Sunday, May 20, 2012

Warfare in a Virtual Setting

Six Days in Fallujah, a game which was set against the backdrop of "Operation Iraqi Freedom," became controversial for the simple fact that it explored a recent war scenario, and was promptly pulled off the shelves by its publisher, Konami. The US Marine Corps had actually asked developer Atomic Games to produce the game.

Yet the reality of war games in quite different. Instead, and breaking all records, is the Call of Duty: Modern Warfare series, whose nonsensical plot has been summarized succinctly by Russian game site Absolute Games; "their inflamed imagination drew a very alternative Russia. Here, there are printed magazines 'vodka drinker' and 'duck hunter,' Kamchatka shares borders with Norway, an ambulance is marked number "04" wrongly, the police personnel are M-240, and in the middle of Red Square are monuments erected to terrorists, who almost unleashed a nuclear apocalypse. This documentary untruth could only be appreciated by fans of stereotypical series like 'Alias' and '24'."
What occurred with Six Days in Fallujah demonstrates the "extended adolescence" the game industry wishes to promote for gamers. Consider that, in a lab setting, in fact; "Currently, the Department of Defense is testing Virtual Iraq - one of three virtual-reality programs it has funded for P.T.S.D. treatment, and the only one aimed at 'ground pounders'."
The CoD:MW series has become the new Counter-Strike, which is to sadly say, the new top fps with online multiplayer. While the Battlefield series is also caught in a CoD-like frenzy, game series like Arma, Operation Flashpoint and SOCOM,* tell the reality of war in less juvenile ways. Yet these games lack marketing punch and remain in obscurity.This revisionary history is different from, say, medieval fantasy, as it denies that the land which deploys these forces is involved in many conflicts all over the world, resuscitating instead an anachronistic war which belongs in history books.
Regarding Cod:MW and Battlefield 3, a group of real soldiers gave their opinion, one of which stated; "No enemy is going to stand out in the open for you to easily shoot, but most of the time enemies in these games like to stand in front of my weapon. Soldiers learn to cover each other and work as a team covering all line of fire while maintaining a dominant position and then maneuvering to pin the enemy with fire." *As well as Ghost Recon, which is stuck in the middle.

Monday, May 14, 2012

Videogames & Identity



For the annotated version: http://vimeo.com/42126570

Saturday, May 5, 2012

Howl of the White Wolf

Science fiction gaming, with the often poor knowledge of the writers regarding their topic, sometimes cannot avoid the pitfalls of countless clichés. The analogy of gaming as filmmaking is suitable, as many game developers often find themselves relying on proven formulas. In hindsight, Mass Effect 3 was not remarkable in and of itself, but perhaps because it was connected to the first two. Sci-fi, in gaming at least, perhaps in general, may have become a trite arena where new ideas are scarce.

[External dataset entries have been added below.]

//-
// Copyright (c) 2024, the Arcmail Developers
//
// This file is part of Arcmail.
//
// Arcmail is free software: you can  redistribute it and/or modify it under
// the terms of  the GNU General Public License as  published by the Free
// Software Foundation, either version 3 of the License, or (at your option)
// any later version.
//
// Arcmail is distributed in the hope that  it will be useful, but WITHOUT ANY
// WARRANTY; without  even the implied  warranty of MERCHANTABILITY  or FITNESS
// FOR  A PARTICULAR  PURPOSE.  See the  GNU General  Public  License for  more
// details.
//
// You should have received a copy of the GNU General Public License along with
// Arcmail. If not, see <http://www.gnu.org/licenses/>.

//! Per-connection byte queues.
//!
//! A `NetBuffer` is what sits between a socket and a protocol reducer: the
//! read side accumulates whatever arrived, the write side holds what has
//! not yet drained. The write side additionally latches the first I/O
//! error; connection dispatch checks it after every flush.

use std::collections::VecDeque;

#[derive(Debug, Default)]
pub struct NetBuffer {
    data: VecDeque<u8>,
    error: Option<String>,
}

impl NetBuffer {
    pub fn new() -> Self {
        NetBuffer::default()
    }

    pub fn len(&self) -> usize {
        self.data.len()
    }

    pub fn is_empty(&self) -> bool {
        self.data.is_empty()
    }

    pub fn append(&mut self, bytes: &[u8]) {
        self.data.extend(bytes.iter().copied());
    }

    /// Returns the first contiguous chunk of buffered bytes.
    pub fn first_chunk(&self) -> &[u8] {
        self.data.as_slices().0
    }

    /// Removes `n` bytes from the front.
    pub fn consume(&mut self, n: usize) {
        self.data.drain(..n.min(self.data.len()));
    }

    /// Removes and returns everything up to and including the next LF, if a
    /// complete line is buffered.
    pub fn take_line(&mut self) -> Option<Vec<u8>> {
        let pos = self.data.iter().position(|&b| b'\n' == b)?;
        Some(self.data.drain(..=pos).collect())
    }

    /// Removes and returns the entire contents.
    pub fn take_all(&mut self) -> Vec<u8> {
        self.data.drain(..).collect()
    }

    pub fn error(&self) -> Option<&str> {
        self.error.as_deref()
    }

    /// Latches `error`; only the first one sticks.
    pub fn set_error(&mut self, error: String) {
        self.error.get_or_insert(error);
    }
}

There's arguably more inventiveness in the medieval fantasy genre, in the gaming world, than in the cyberpunk of science fiction. You need look no further than The Witcher 2: Enhanced Edition, for some strong evidence. In TW2 EE, we get two additional quests in the once-anemic third act, as well as new animated cinematics and additional cut-scenes. It all comes together to create a more thorough and polished TW2 experience, including new music tracks by Adam Skorupa & Krzysztof Wierzynkiewicz.
The fantasy genre is seen by many as a response to modernism; there's a microcosm of books, series, movies and games centered around medieval fantasy, which may well tell the same story, but do so from cleverly diverse angles. The Witcher series is comprised by more than simple games; it is folklore packed in a game disc, with its visually and thematically arresting Polish vistas. The racial tensions and political back-stabbings echo the books faithfully, the consequences of allegiances are depicted, and gender roles as well as socioeconomic factors are also explored.
As far as additions go, the Arena offers a nice change of pace, by providing battles against humans and creatures in a small coliseum. The companion characters are well developed and even the voice acting for such small endeavor is quite good. Were I still the owner of an Xbox, I'd buy this game twice, one for playing and another for it to sit on the shelf, likely being the best rpg on the system.
The new quests in the third act are of interest; Lilies and Vipers, from Roche's path, introduces some aristocratic characters and intrigues from King Foltest's court, and stands out for me, as good voice performances are always welcome. There is a new forest area as well. The Secrets of Loc Muinne, in Iorveth's path, takes place under the city, and feels a bit claustrophobic, too dark for my taste. The fact that the content is situated near the end, does make a new play-through more desirable.
Technically, however, CDPR floundered, as updating to the EE is utterly clunky. The much-loved developer surely can make remarkable games, but when it comes to glitches they may rank number one as well; the update is larger than the game itself. The Witcher 3 will be interesting for the developer, as this second entry was designed with consoles in mind, if we are to be honest. A worthy sequel to the PC masterpiece.